Ter onderbouwing van bovenstaande.
Art. 4 lid 1 van de Regeling afnemers en monitoring Elektriciteitswet 1998 en Gaswet luidt:
1 Leveranciers stellen kleinverbruikers rechtstreeks in kennis van elke stijging van de tarieven voor de levering van elektriciteit of gas en wijzen hun daarbij op het bepaalde in artikel 95m, tiende lid, van de Elektriciteitswet 1998 of artikel 52b, tiende lid, van de Gaswet. De kennisgeving wordt gedaan binnen een redelijke termijn na de invoering van de tariefstijging.
Dat is exact dezelfde tekst die is gepubliceerd in
Stcrt. 2004, 132 en volgt uit de oude al tijden vervallen Elektriciteitsrichtlijn 2003/54/EG.
Maar in de nieuwe richtlijn
2019/944 staat in art. 10 lid 4:
4. Eindafnemers worden op toereikende wijze in kennis gesteld van ieder voornemen de contractuele voorwaarden te wijzigen en op de hoogte worden gesteld van hun recht de overeenkomst op te zeggen wanneer zij van een dergelijk voornemen in kennis worden gesteld. Leveranciers stellen hun eindafnemers op een transparante en begrijpe lijke manier rechtstreeks in kennis van aanpassingen van de leverings prijs, alsmede van de redenen en voorwaarden voor de aanpassing en de reikwijdte ervan, en doen dit uiterlijk twee weken, en voor zover het huishoudelijke afnemers betreft, uiterlijk één maand vóór de aanpassing in werking treedt. De lidstaten zorgen ervoor dat eindafnemers de mogelijkheid krijgen contracten op te zeggen indien zij de hun door de leverancier meegedeelde nieuwe contractuele voorwaarden of aanpassingen van de leveringsprijs niet aanvaarden.
Volgens de minister is art. 10 lid 4 uit de nieuwe richtlijn onder ander geïmplementeerd in de hierboven genoemde regeling blijkens de 'Mededeling implementatie' die staat gepubliceerd in
Stcrt. 2022, 6101. Het mag duidelijk zijn dat het in art. 4 lid 1 van die regeling dus niet staat. Er wordt in de transponeringstabel bij art. 10 lid 4 echter ook heel algemeen verwezen naar Afdelingen 2 en 3 van Titel 5 in Boek 6 Burgerlijk Wetboek. Op grond daarvan zou je m.i. richtlijnconform kunnen beargumenteren dat er minimaal een maand moet worden aangehouden.

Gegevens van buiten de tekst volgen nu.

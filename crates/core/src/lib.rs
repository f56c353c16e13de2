//! Core types and traits for keyrecord
//!
//! This crate defines the foundational types used throughout the system:
//! - Value: in-memory attribute value
//! - AttributeType: declared kind of an attribute
//! - Keyspace: key layout for ids, attributes, indexes and associations
//! - Batch / Command: atomic groups of store mutations
//! - Store: the store primitives the record layer is built on
//! - Error: Error type hierarchy
//! - KeyrecordConfig: `keyrecord.toml` configuration

#![warn(missing_docs)]
#![warn(clippy::all)]

pub mod batch;
pub mod config;
pub mod error;
pub mod key;
pub mod traits;
pub mod types;
pub mod value;

pub use batch::{Batch, Command};
pub use config::{KeyrecordConfig, CONFIG_FILE_NAME};
pub use error::{Error, Result, ValidationErrors, Violation};
pub use key::{random_hex, validate_segment, KeyError, Keyspace};
pub use traits::Store;
pub use types::{AttributeType, StorageClass};
pub use value::Value;
//! Error types for keyrecord
//!
//! This module defines all error types used throughout the system.
//! We use `thiserror` for automatic `Display` and `Error` trait implementations.
//!
//! ## Taxonomy
//!
//! - `Schema`: bad declaration, raised while an entity type is defined
//! - `Validation`: every attribute that failed type checks in one save attempt
//! - `Identity`: reassigning an id that is already set
//! - `TypeMismatch`: an association given a record of the wrong entity type
//! - `WrongType` / `Store`: failures reported by the store; never retried

use std::fmt;
use thiserror::Error;

/// Result type alias for keyrecord operations
pub type Result<T> = std::result::Result<T, Error>;

/// A single attribute that failed type validation
#[derive(Debug, Clone, PartialEq, Eq)]
pub struct Violation {
    /// Attribute name
    pub attribute: String,
    /// Human readable reason
    pub message: String,
}

impl fmt::Display for Violation {
    fn fmt(&self, f: &mut fmt::Formatter<'_>) -> fmt::Result {
        write!(f, "{} {}", self.attribute, self.message)
    }
}

/// All violations collected for one validation pass
#[derive(Debug, Clone, Default, PartialEq, Eq)]
pub struct ValidationErrors {
    violations: Vec<Violation>,
}

impl ValidationErrors {
    /// Create an empty collection
    pub fn new() -> Self {
        Self::default()
    }

    /// Record a violation
    pub fn add(&mut self, attribute: impl Into<String>, message: impl Into<String>) {
        self.violations.push(Violation {
            attribute: attribute.into(),
            message: message.into(),
        });
    }

    /// Check if no violations were recorded
    pub fn is_empty(&self) -> bool {
        self.violations.is_empty()
    }

    /// Number of violations
    pub fn len(&self) -> usize {
        self.violations.len()
    }

    /// Violations in the order they were found
    pub fn violations(&self) -> &[Violation] {
        &self.violations
    }

    /// Check whether an attribute has at least one violation
    pub fn contains(&self, attribute: &str) -> bool {
        self.violations.iter().any(|v| v.attribute == attribute)
    }
}

impl fmt::Display for ValidationErrors {
    fn fmt(&self, f: &mut fmt::Formatter<'_>) -> fmt::Result {
        let parts: Vec<String> = self.violations.iter().map(|v| v.to_string()).collect();
        f.write_str(&parts.join("; "))
    }
}

/// Error types for keyrecord
#[derive(Debug, Error)]
pub enum Error {
    /// Bad attribute or entity declaration
    #[error("Schema error: {0}")]
    Schema(String),

    /// One or more attributes hold values of the wrong representation
    #[error("Validation failed: {0}")]
    Validation(ValidationErrors),

    /// Attempt to replace an id that is already assigned
    #[error("Cannot reassign id '{current}' to '{attempted}'")]
    Identity {
        /// The id already held by the record
        current: String,
        /// The rejected replacement
        attempted: String,
    },

    /// Association given a record of another entity type
    #[error("Type mismatch: expected a '{expected}' record, got '{actual}'")]
    TypeMismatch {
        /// Declared associated type
        expected: String,
        /// Type of the record that was passed
        actual: String,
    },

    /// Attribute not declared on the entity type
    #[error("Unknown attribute '{attribute}' for '{entity}'")]
    UnknownAttribute {
        /// Entity type name
        entity: String,
        /// Attribute name
        attribute: String,
    },

    /// Lookup or filter over an attribute that has no index
    #[error("Attribute '{attribute}' of '{entity}' is not indexed")]
    NotIndexed {
        /// Entity type name
        entity: String,
        /// Attribute name
        attribute: String,
    },

    /// Attribute exists but cannot be used for the requested operation
    #[error("Invalid attribute '{attribute}' of '{entity}': {reason}")]
    InvalidAttribute {
        /// Entity type name
        entity: String,
        /// Attribute name
        attribute: String,
        /// Why the attribute was rejected
        reason: String,
    },

    /// Operation needs a record id and none is assigned
    #[error("Record has no id")]
    MissingId,

    /// Id cannot be used as part of a key
    #[error("Invalid id: {0:?}")]
    InvalidId(String),

    /// Stored text could not be converted back to the declared kind
    #[error("Cannot decode attribute '{attribute}' from {value:?}: {reason}")]
    Decode {
        /// Attribute name
        attribute: String,
        /// Raw stored text
        value: String,
        /// Parser message
        reason: String,
    },

    /// Key holds a structure other than the one the command operates on
    #[error("Wrong type for key '{key}': expected {expected}")]
    WrongType {
        /// Offending key
        key: String,
        /// Structure the command needed
        expected: &'static str,
    },

    /// Serialization/deserialization error
    #[error("Serialization error: {0}")]
    Serialization(String),

    /// Configuration could not be read or is invalid
    #[error("Configuration error: {0}")]
    Config(String),

    /// Store communication error
    #[error("Store error: {0}")]
    Store(String),
}

impl Error {
    /// Violations carried by a validation error
    pub fn violations(&self) -> Option<&ValidationErrors> {
        match self {
            Error::Validation(errors) => Some(errors),
            _ => None,
        }
    }
}

impl From<serde_json::Error> for Error {
    fn from(e: serde_json::Error) -> Self {
        Error::Serialization(e.to_string())
    }
}
impl Record {
    pub(crate) fn new(entity: Arc<EntityType>) -> Self {
        Self {
            entity,
            handles: None,
            values: FxHashMap::default(),
            changes: ChangeTracker::new(),
            errors: ValidationErrors::new(),
        }
    }

    /// Entity type of this record
    pub fn entity(&self) -> &Arc<EntityType> {
        &self.entity
    }

    /// Assigned id, if any
    pub fn id(&self) -> Option<&str> {
        self.handles.as_ref().map(|h| h.id.as_str())
    }

    fn require_id(&self) -> Result<&Handles> {
        self.handles.as_ref().ok_or(Error::MissingId)
    }

    /// Assign the id
    ///
    /// Allowed once; assigning the same id again is a no-op, a different id
    /// fails with `Error::Identity`.
    pub fn set_id(&mut self, id: &str) -> Result<()> {
        if let Some(current) = self.id() {
            if current == id {
                return Ok(());
            }
            return Err(Error::Identity {
                current: current.to_string(),
                attempted: id.to_string(),
            });
        }
        validate_segment(id).map_err(|e| Error::InvalidId(format!("{:?}: {}", id, e)))?;

        let entity = &self.entity;
        let keyspace = entity.keyspace();
        let complex_keys = entity
            .schema()
            .complex()
            .map(|(name, _)| {
                (
                    name.to_string(),
                    keyspace.complex_key(entity.name(), id, name),
                )
            })
            .collect();
        self.handles = Some(Handles {
            id: id.to_string(),
            attributes_key: keyspace.attributes_key(entity.name(), id),
            complex_keys,
        });
        self.values
            .insert(ID_ATTRIBUTE.to_string(), Value::String(id.to_string()));
        Ok(())
    }

    /// Base key of this record (`t:i`)
    pub fn record_key(&self) -> Option<String> {
        self.id()
            .map(|id| self.entity.keyspace().record_key(self.entity.name(), id))
    }

    // ========== Attributes ==========

    /// Current value of an attribute (`Null` if unset)
    pub fn get(&self, attribute: &str) -> Result<&Value> {
        self.entity.attribute_kind(attribute)?;
        Ok(self.values.get(attribute).unwrap_or(&NULL))
    }

    /// Set an attribute, recording the change
    ///
    /// Setting the current value again changes nothing. Setting `id` goes
    /// through [`set_id`](Self::set_id).
    pub fn set(&mut self, attribute: &str, value: impl Into<Value>) -> Result<()> {
        self.entity.attribute_kind(attribute)?;
        let value = value.into();

        if attribute == ID_ATTRIBUTE {
            return match value {
                Value::String(id) => self.set_id(&id),
                Value::Null if self.handles.is_none() => Ok(()),
                other => Err(Error::InvalidId(format!("{:?}", other))),
            };
        }

        let current = self.values.get(attribute).unwrap_or(&NULL);
        if *current == value {
            return Ok(());
        }
        self.changes
            .record(attribute, current.clone(), value.clone());
        if value.is_null() {
            self.values.remove(attribute);
        } else {
            self.values.insert(attribute.to_string(), value);
        }
        Ok(())
    }

    /// Snapshot of every non-null attribute
    pub fn attributes(&self) -> BTreeMap<String, Value> {
        self.values
            .iter()
            .filter(|(_, v)| !v.is_null())
            .map(|(k, v)| (k.clone(), v.clone()))
            .collect()
    }

    /// Set several attributes, then save
    ///
    /// Each value is compared against the current one; only real changes are
    /// recorded. Every name is checked before any value is set, so an
    /// undeclared attribute leaves the record untouched. Returns the save
    /// outcome.
    pub fn update_attributes<K, V>(
        &mut self,
        attributes: impl IntoIterator<Item = (K, V)>,
    ) -> Result<bool>
    where
        K: AsRef<str>,
        V: Into<Value>,
    {
        let attributes: Vec<(K, V)> = attributes.into_iter().collect();
        for (name, _) in &attributes {
            self.entity.attribute_kind(name.as_ref())?;
        }
        for (name, value) in attributes {
            self.set(name.as_ref(), value)?;
        }
        self.save()
    }

    // ========== Change tracking ==========

    /// Pending changes by attribute
    pub fn changes(&self) -> &BTreeMap<String, Change> {
        self.changes.pending()
    }

    /// Names of attributes with pending changes
    pub fn changed(&self) -> Vec<String> {
        self.changes.changed()
    }

    /// Check whether an attribute has a pending change
    pub fn is_changed(&self, attribute: &str) -> bool {
        self.changes.is_changed(attribute)
    }

    /// Changes committed by the last successful save
    pub fn previous_changes(&self) -> &BTreeMap<String, Change> {
        self.changes.previous()
    }

    // ========== Validation ==========

    /// Violations found by the last failed save or [`valid`](Self::valid) call
    pub fn errors(&self) -> &ValidationErrors {
        &self.errors
    }

    /// Validate current values; violations are kept in [`errors`](Self::errors)
    pub fn valid(&mut self) -> bool {
        self.errors = Validator::new(self.entity.schema()).validate(&self.values);
        self.errors.is_empty()
    }

    // ========== Persistence ==========

    /// Reload every attribute from the store, discarding local changes
    pub fn refresh(&mut self) -> Result<()> {
        let handles = self.require_id()?.clone();
        let store = self.entity.store();

        let fields = store.hash_get_all(&handles.attributes_key)?;
        let mut values = FxHashMap::default();
        for (name, kind) in self.entity.schema().iter() {
            if name == ID_ATTRIBUTE {
                continue;
            }
            let value = match kind {
                AttributeType::List => Value::List(store.list_all(&handles.complex_keys[name])?),
                AttributeType::Set => Value::Set(store.set_members(&handles.complex_keys[name])?),
                AttributeType::Hash => Value::Map(store.hash_get_all(&handles.complex_keys[name])?),
                _ => match fields.get(name) {
                    Some(raw) => decode_simple(name, kind, raw)?,
                    None => continue,
                },
            };
            values.insert(name.to_string(), value);
        }
        values.insert(ID_ATTRIBUTE.to_string(), Value::String(handles.id.clone()));

        self.values = values;
        self.changes.clear();
        self.errors = ValidationErrors::new();
        debug!(target: "keyrecord::record", entity = %self.entity.name(), id = %handles.id, "Record refreshed");
        Ok(())
    }

    /// Validate and persist
    ///
    /// Returns `Ok(false)` when validation fails; nothing is written and the
    /// violations are available from [`errors`](Self::errors).
    pub fn save(&mut self) -> Result<bool> {
        if !self.valid() {
            warn!(
                target: "keyrecord::record",
                entity = %self.entity.name(),
                violations = self.errors.len(),
                "Record failed validation"
            );
            return Ok(false);
        }
        if self.handles.is_none() {
            self.set_id(&random_hex())?;
        }
        let handles = self.require_id()?;
        let entity = &self.entity;
        let schema = entity.schema();
        let id = handles.id.clone();

        let changed_indexes: Vec<(&str, &Change)> = entity
            .indexed_attributes()
            .iter()
            .filter_map(|name| self.changes.get(name).map(|c| (name.as_str(), c)))
            .collect();

        let mut batch = Batch::new();

        for (name, change) in &changed_indexes {
            if let Some(text) = index_text(&change.old) {
                batch.set_remove(
                    entity.keyspace().index_key(entity.name(), name, &text),
                    vec![id.clone()],
                );
            }
        }

        let mut fields = Vec::new();
        for (name, kind) in schema.simple() {
            if name == ID_ATTRIBUTE {
                continue;
            }
            let value = self.values.get(name).unwrap_or(&NULL);
            fields.push((name.to_string(), encode_simple(kind, value)?));
        }
        batch.hash_set_fields(handles.attributes_key.clone(), fields);

        for (name, kind) in schema.complex() {
            let key = handles.complex_keys[name].clone();
            batch.delete(key.clone());
            match (kind, self.values.get(name)) {
                (_, None) => {}
                (AttributeType::List, Some(Value::List(items))) => {
                    batch.list_push(key, items.clone());
                }
                (AttributeType::List, Some(Value::Set(items))) => {
                    let mut items: Vec<String> = items.iter().cloned().collect();
                    items.sort();
                    batch.list_push(key, items);
                }
                (AttributeType::Set, Some(Value::Set(items))) => {
                    batch.set_add(key, items.iter().cloned().collect());
                }
                (AttributeType::Hash, Some(Value::Map(map))) => {
                    batch.hash_set_fields(
                        key,
                        map.iter()
                            .map(|(k, v)| (k.clone(), Some(v.clone())))
                            .collect(),
                    );
                }
                (kind, Some(other)) => {
                    return Err(Error::Serialization(format!(
                        "cannot store {} as {}",
                        other.type_name(),
                        kind
                    )))
                }
            }
        }

        for (name, _) in &changed_indexes {
            let current = self.values.get(*name).unwrap_or(&NULL);
            if let Some(text) = index_text(current) {
                batch.set_add(
                    entity.keyspace().index_key(entity.name(), name, &text),
                    vec![id.clone()],
                );
            }
        }

        batch.set_add(entity.ids_key(), vec![id.clone()]);

        let indexes_moved = changed_indexes.len();
        entity.store().execute(batch)?;

        self.changes.commit();
        self.errors = ValidationErrors::new();
        debug!(
            target: "keyrecord::record",
            entity = %self.entity.name(),
            id = %id,
            indexes_moved,
            "Record saved"
        );
        Ok(true)
    }

    /// Remove the record, its index memberships and its attribute storage
    ///
    /// Associations of other records that reference this id are left alone.
    /// Returns `Ok(false)` for a record without an id.
    pub fn destroy(&mut self) -> Result<bool> {
        let Some(handles) = self.handles.as_ref() else {
            return Ok(false);
        };
        let entity = &self.entity;
        let id = handles.id.clone();

        let mut batch = Batch::new();
        batch.set_remove(entity.ids_key(), vec![id.clone()]);

        for name in entity.indexed_attributes() {
            let mut entries = Vec::new();
            if let Some(text) = index_text(self.values.get(name).unwrap_or(&NULL)) {
                entries.push(text);
            }
            // An unsaved change means the stored entry is for the old value
            if let Some(text) = self.changes.get(name).and_then(|c| index_text(&c.old)) {
                if !entries.contains(&text) {
                    entries.push(text);
                }
            }
            for text in entries {
                batch.set_remove(
                    entity.keyspace().index_key(entity.name(), name, &text),
                    vec![id.clone()],
                );
            }
        }

        batch.delete(handles.attributes_key.clone());
        for key in handles.complex_keys.values() {
            batch.delete(key.clone());
        }

        entity.store().execute(batch)?;
        debug!(target: "keyrecord::record", entity = %entity.name(), id = %id, "Record destroyed");
        Ok(true)
    }

    /// Check whether the id is in the type's id-set
    pub fn is_persisted(&self) -> Result<bool> {
        match self.id() {
            Some(id) => self.entity.exists(id),
            None => Ok(false),
        }
    }

    /// Handle to a declared to-many association of this record
    pub fn association(&self, name: &str) -> Result<HasMany> {
        let def = self
            .entity
            .association(name)
            .ok_or_else(|| Error::UnknownAttribute {
                entity: self.entity.name().to_string(),
                attribute: name.to_string(),
            })?;
        let id = self.require_id()?.id.as_str();
        let key = self
            .entity
            .keyspace()
            .association_key(self.entity.name(), id, name);
        Ok(HasMany::new(name, key, Arc::clone(def.target())))
    }
}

Los daarvan heeft het Hof van Justitie van de EU in arrest C-92/11 geoordeeld dat een prijswijziging altijd tenminste zo lang van tevoren moet worden meegedeeld dat een consument ook een redelijke mogelijkheid heeft om op te zeggen. Dus als de opzegtermijn 30 dagen is, dan is een aankondiging van een maand vooraf te kort. Als de opzegtermijn bijvoorbeeld een week is, dan is de termijn van een maand waarschijnlijk lang wel lang genoeg.
Maar het verhaal van de ACM en de minister dat het '30 dagen' moet zijn snap ik niet goed.